Put the following linear system into an augmented matrix, reduce it using Gaussian elimination, and express the solution.
\[\begin{aligned} 2a + 2b + 2c &= 0 \\ -2a + 5b + 2c &= 1 \\ 8a + b + 4c &= -1 \end{aligned}\]The system becomes the matrix,
\[\begin{pmatrix} 2 & 2 & 2 & 0 \\ -2 & 5 & 2 & 1 \\ 8 & 1 & 4 & -1 \end{pmatrix}\]Which has RREF (REF is ok too for this kind of problem),
\[\begin{pmatrix} 1 & 0 & 3/7 & -1/7 \\ 0 & 1 & 4/7 & 1/7 \\ 0 & 0 & 0 & 0 \end{pmatrix}\]So the solutions would be,
\[\begin{pmatrix}-1/7-3/7s \\ 1/7-4/7s \\ s\end{pmatrix}, s \in \mathbb R\]
In each of the following parts, each asterisk \(*\) corresponds to any real number (they might all be different). If possible, answer whether the system represented by the augmented matrix has (I) no solutions, (II) one unique solution, (III) infinitely many solutions, or that there is (IV) not enough information to tell.
\[\left( \begin{array}{ccc|c} 1 & * & * & * \\ 0 & 1 & * & 0 \\ 0 & 0 & 1 & * \end{array} \right)\]
\[\left( \begin{array}{ccc|c} 1 & * & * & * \\ 0 & 1 & * & * \\ 0 & 0 & 0 & * \end{array} \right)\]
\[\left( \begin{array}{ccc|c} 1 & * & * & * \\ 0 & 0 & 1 & * \\ 0 & 0 & 0 & 0 \end{array} \right)\]
\[\left( \begin{array}{ccc|c} 1 & 0 & 0 & 0 \\ 1 & 0 & 0 & 1 \\ 1 & * & * & * \end{array} \right)\]
(II).

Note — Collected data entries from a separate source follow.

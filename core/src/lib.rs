//! Synchronous client for the NFHub NFe API.
//!
//! # Overview
//! Issues, corrects, cancels and retrieves Brazilian electronic invoices
//! (NFe) and manages fiscal series through NFHub's REST API. Every call is
//! scoped to a tenant by its CNPJ, sent as the `company-cnpj` header.
//!
//! # Design
//! - `NfeClient` builds `HttpRequest` values and classifies `HttpResponse`
//!   values without touching the network (host-does-IO pattern).
//! - Per-call behavior (binary download, multipart upload) is part of the
//!   request, never state on the client.
//! - All operations share one classification policy: success-range responses
//!   come back as `ApiResponse`; anything else is `ApiError::Rejected` with the
//!   server's `message`, its `errors` joined by CR-LF, or the serialized
//!   response.
//! - `NfeApi` wires a client to a `Transport` (`UreqTransport` by default) for
//!   one-call operations.

pub mod api;
pub mod client;
pub mod config;
pub mod error;
pub mod http;
pub mod response;
pub mod transport;
pub mod types;

pub use api::NfeApi;
pub use client::{NfeClient, EMPTY_IMPORT_MESSAGE, TENANT_HEADER};
pub use config::{ClientConfig, StatusPolicy};
pub use error::{ApiError, MessageOrigin};
pub use http::{FormPart, HttpMethod, HttpRequest, HttpResponse, PartContent, RequestBody, ResponseMode, UploadFile};
pub use response::{ApiResponse, ResponseBody};
pub use transport::{Transport, UreqTransport};
pub use types::{CertificateUpload, QueryParams, SeriesFilter};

The matrix is in RREF and consistent, and there are as many pivots as columns on the LHS.
(IV). The (*) in the lower right could be a 0 (solutions) or not (no solutions) and we don’t know.
(III). The matrix is in RREF and consistent, and there are 2 pivots and 3 columns. So, there is 1 free variable and there are infinitely many solutions.
(I). The first two rows are inconsistent, saying \(x=0\) and \(x=1\). This is impossible, as 1 and 0 can’t be the same number.
Under what conditions on the real numbers \(a\) and \(b\) will the following linear system have no solutions, one solution, and infinitely many solutions?
\[\begin{aligned} 2x - 3y &= a \\ 4x - 6y &= b \end{aligned}\]In REF, the matrix for the solution above is,
\[\begin{pmatrix} 2 & -3 & a \\ 0 & 0 & b-2a \end{pmatrix}\]If \(b-2a \ne 0\), the system isn’t consistent and there are no solutions. If \(b-2a=0\) then the system is consistent, and there is 1 pivot and 2 variables, so there is 1 free variable and thus infinitely many solutions.
The equation for a parabola is \(ax^2 + bx + c = y\). Plug each of the three points in \(xy\)-coordinates \((0, 3)\), \((1,2)\), and \((2, 4)\) into the parabola equation one at a time to obtain a linear system of three equations.
As an augmented matrix, the system is,
\[\begin{pmatrix} 0 & 0 & 1 & 3 \\ 1 & 1 & 1 & 2 \\ 4 & 2 & 1 & 4 \end{pmatrix}\]
How many solutions are there to your system of linear equations from part (a)? You may use what you know about parabolas to answer this question.
For any three points which pass the vertical line test, there is exactly one parabola which pass through those three points. So, there will be exactly one system to the solution. Here it is.
Another way to discover this is by solving your system above. You’ll find one answer.